- Born: Italy
- Education: University of Genoa Istituto Italiano di Tecnologia
- Occupations: Roboticist, inventor
- Known for: Exo Turn powered exoskeleton

= Serena Ivaldi =

Italian roboticist

Serena Ivaldi is a robotics researcher specializing in human-robot interaction.

== Life and work ==
Born in Italy, Ivaldi's interest in robots began when she read the science fiction books of Isaac Asimov. She earned her master's degree in automatic control and robotics at the University of Genoa, before completing her PhD at the Robotics, Brain and Cognitive Science Lab of the Istituto Italiano di Tecnologia also in Genoa. In 2011, she left Italy for Paris to start her first post-doc at the Institute of Intelligent Systems and Robotics at the Pierre and Marie-Curie University, which became the Sorbonne University in 2017.

In May 2014, Ivaldi joined the IAS group at Darmstadt University of Technology in Germany for a second post-doc in the CoDyCo project. In November 2014, she became a research fellow at the French Institute for Research in Computer Science and Automation in Nancy, France. She then joined the LARSEN project in 2014 at 34 years of age, as a specialist in human-robot interaction. She took part in the European HEAP and H2020 "AnDy" projects. The ANDY project's goal was to improve the ability of collaborative robots (called CoBots) to work easily with people in environments both industrial and domestic to reduce the risk of injury to humans.

At the time of the COVID-19 pandemic in France, at the end of March 2020, she co-created with Nicla Settembre (Centre Hospitalier Régional et Universitaire de Nancy, INSERM and Université de Lorraine) the Exo Turn project, designed to validate the use of an exoskeleton to turn over patients in their intensive care beds and give caregivers relief with this physical task that causes significant strain on the lumbar region of those who do the heavy lifting. During the pandemic, patients were turned over up to eight times a day to help with breathing.
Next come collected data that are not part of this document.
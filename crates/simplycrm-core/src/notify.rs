//! In-process notification bus.
//!
//! The API client publishes user-facing events here (session expiry,
//! throttling). Whatever renders them, a toast layer or the CLI, subscribes.

use chrono::{DateTime, Utc};
use rand::Rng;
use serde::Serialize;
use tokio::sync::broadcast;

/// Notifications buffered per subscriber before the oldest are dropped.
const CHANNEL_CAPACITY: usize = 64;

#[derive(Debug, Clone, Copy, PartialEq, Eq, Serialize)]
#[serde(rename_all = "lowercase")]
pub enum NotificationKind {
    Info,
    Success,
    Warning,
    Error,
}

#[derive(Debug, Clone, Serialize)]
pub struct Notification {
    /// Assigned on publish.
    pub id: String,
    pub kind: NotificationKind,
    pub title: String,
    pub message: String,
    pub created_at: DateTime<Utc>,
}

impl Notification {
    pub fn new(kind: NotificationKind, title: impl Into<String>, message: impl Into<String>) -> Self {
        Self {
            id: String::new(),
            kind,
            title: title.into(),
            message: message.into(),
            created_at: Utc::now(),
        }
    }

    pub fn session_expired() -> Self {
        Self::new(
            NotificationKind::Warning,
            "Session expired",
            "Please sign in again to continue.",
        )
    }

    pub fn throttled(retry_after: Option<u64>) -> Self {
        let message = match retry_after {
            Some(secs) => format!("Retry the request in {} s.", secs),
            None => "Request limit reached. Please try again later.".to_string(),
        };
        Self::new(NotificationKind::Info, "Temporary delay", message)
    }
}

/// Cheap to clone; clones publish to the same subscribers.
#[derive(Debug, Clone)]
pub struct NotificationBus {
    sender: broadcast::Sender<Notification>,
}

impl Default for NotificationBus {
    fn default() -> Self {
        Self::new()
    }
}

impl NotificationBus {
    pub fn new() -> Self {
        let (sender, _) = broadcast::channel(CHANNEL_CAPACITY);
        Self { sender }
    }

    pub fn subscribe(&self) -> broadcast::Receiver<Notification> {
        self.sender.subscribe()
    }

    /// Publish to every current subscriber and return how many received it.
    pub fn publish(&self, mut notification: Notification) -> usize {
        notification.id = new_id();
        // `send` only fails when nobody is subscribed.
        self.sender.send(notification).unwrap_or(0)
    }
}

fn new_id() -> String {
    let bytes: [u8; 16] = rand::thread_rng().gen();
    bytes.iter().map(|b| format!("{:02x}", b)).collect()
}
Laevo exoskeletons were tested by 60 caregivers and then used with patients; other experiments were completed for other hospital applications. This was the first known use of exoskeletons in a hospital intensive care unit.

== Honors and awards ==
Ivaldi received the Suzanne Zivi Award in 2020 for research excellence.

Since 2021, she has been editor-in-chief of the International Journal of Social Robotics. She is a former associate editor for IEEE Robotics and Automation Letters (2017–2021).